Mereka semua di dalam rumah itu kini dan aku tak berkutik sama sekali serta hanya dapat menunggu acara ramah tamahnya kerabat-kerabat mereka. Namun ternyata hanya kisaran setengah jam saja mereka di rumah itu, setelahnya aku kembali mendengar suara mesin mobil keduanya dihidupkan dan deru kedua mobil itu semakin jauh di telingaku. Inilah saat yang aku telah nanti-nantikan sejak tadi, aku kembali ke kamarku yang dindingnya telah bolong itu dan dengan hati berdebar-debar karena masih takut ketahuan aku menempatkan bola mataku lagi pada celah lobang dinding yang telah tembus ke kamar pengantin tersebut.

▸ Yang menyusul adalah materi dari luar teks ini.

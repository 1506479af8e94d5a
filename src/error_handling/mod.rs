//! Error handling and load statistics.
//!
//! This module provides:
//! - The typed error taxonomy for a load run
//! - Anomaly counters tracked while loading (short rows, store rejections,
//!   batch timeouts)
//!
//! Propagation policy: malformed individual rows never abort a run;
//! connectivity and configuration errors do.

mod stats;
mod types;

// Re-export public API
pub use stats::LoadStats;
pub use types::{ErrorType, InitializationError, LoadError, SchemaError, StoreError};
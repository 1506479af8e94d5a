//! Configuration constants.
//!
//! This module defines all configuration constants used throughout the
//! application, including parsing defaults, batching limits, and retry
//! parameters.

/// Default field delimiter for the input file.
pub const DEFAULT_DELIMITER: char = ',';
/// Default quote character for the input file.
pub const DEFAULT_QUOTE: char = '"';

/// Default maximum number of records buffered before a flush.
///
/// Matches the per-batch item cap that managed key-value table services
/// commonly enforce on their batch-write APIs, so the default behaves the
/// same against a remote store as against the embedded one.
pub const DEFAULT_BATCH_SIZE: usize = 25;

/// Default per-batch write timeout in seconds.
///
/// A flush that exceeds this is reported as failed rather than retried;
/// the run then continues with the next batch.
pub const DEFAULT_BATCH_TIMEOUT_SECS: u64 = 30;

/// Default database path (SQLite file).
pub const DEFAULT_DB_PATH: &str = "./table_loader.db";

/// Default schema field used for upsert deduplication.
pub const DEFAULT_PRIMARY_KEY_FIELD: &str = "reportIdx";

/// Default schema: field names in input column order.
pub const DEFAULT_SCHEMA_FIELDS: [&str; 8] = [
    "date",
    "stockName",
    "stockId",
    "reportName",
    "priceGoal",
    "analyst",
    "firm",
    "reportIdx",
];

/// Returns the default schema as owned field names.
pub fn default_schema_fields() -> Vec<String> {
    DEFAULT_SCHEMA_FIELDS.iter().map(|f| f.to_string()).collect()
}

// Store connection retry strategy.
// Connection attempts are bounded; there is no unbounded retry loop.
/// Total store connection attempts before the run is declared failed
pub const STORE_CONNECT_ATTEMPTS: usize = 3;
/// Initial delay in milliseconds before the first connection retry
pub const RETRY_INITIAL_DELAY_MS: u64 = 500;
/// Factor by which the retry delay is multiplied on each attempt
pub const RETRY_FACTOR: u64 = 2;
/// Maximum delay between connection retries in seconds
pub const RETRY_MAX_DELAY_SECS: u64 = 5;

/// Emit a progress log line every this many records read.
pub const PROGRESS_LOG_EVERY_ROWS: usize = 10_000;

Dari celah dinding yang berlubang itu aku dapat mendengar suara langkah kaki bersepatu dara itu yang tengah menaikki tangga dan di akhiri dengan suara bukaan pintu kamar pelaminan tersebut. Hatiku semakin dag dig dug tatkala aku kembali melihat gadis itu dari jarak yang begitu dekat. Betapa sungguh cantik wajah dara itu dan masih begitu belia diusianya yang berkisar dua puluhan tahunan ini dengan busana pengantinnya yang masih lengkap berikut sepatunya.

Tertegun aku menikmati kecantikannya yang aduhai tak terlukiskan ini bak mutiara indah yang meluluh lantakkan isi hati setiap pria. Gadis itu tengah mematut-matut diri di depan cermin meja riasnya membelakangiku, namun raut wajahnya masih dapat kulihat dengan jelas pada pantulan cermin yang menghadap ke posisi tempatku mengintip. Kulihat ia tersenyum manis sekali di hari dalam kehidupannya yang baru itu, mungkin ia sangat bahagia sekali berpasangan dengan suaminya yang telah kulihat pula begitu serasi dengannya tadi.

Aku semakin gembira saja membayangkan hal yang sebentar lagi akan terjadi diantara mereka itu, karena sebentar lagi mereka akan melakukan ritual malam pertama sebagai kewajiban dari pasangan suami istri yang telah mengikat diri dalam mahligai perkawinan. Kini untuk memastikan keadaan aman untuk selanjutnya, aku melihat situasi depan rumahku untuk kedua kalinya, namun kali ini aku melihat sesuatu yang membuat aku terkejut.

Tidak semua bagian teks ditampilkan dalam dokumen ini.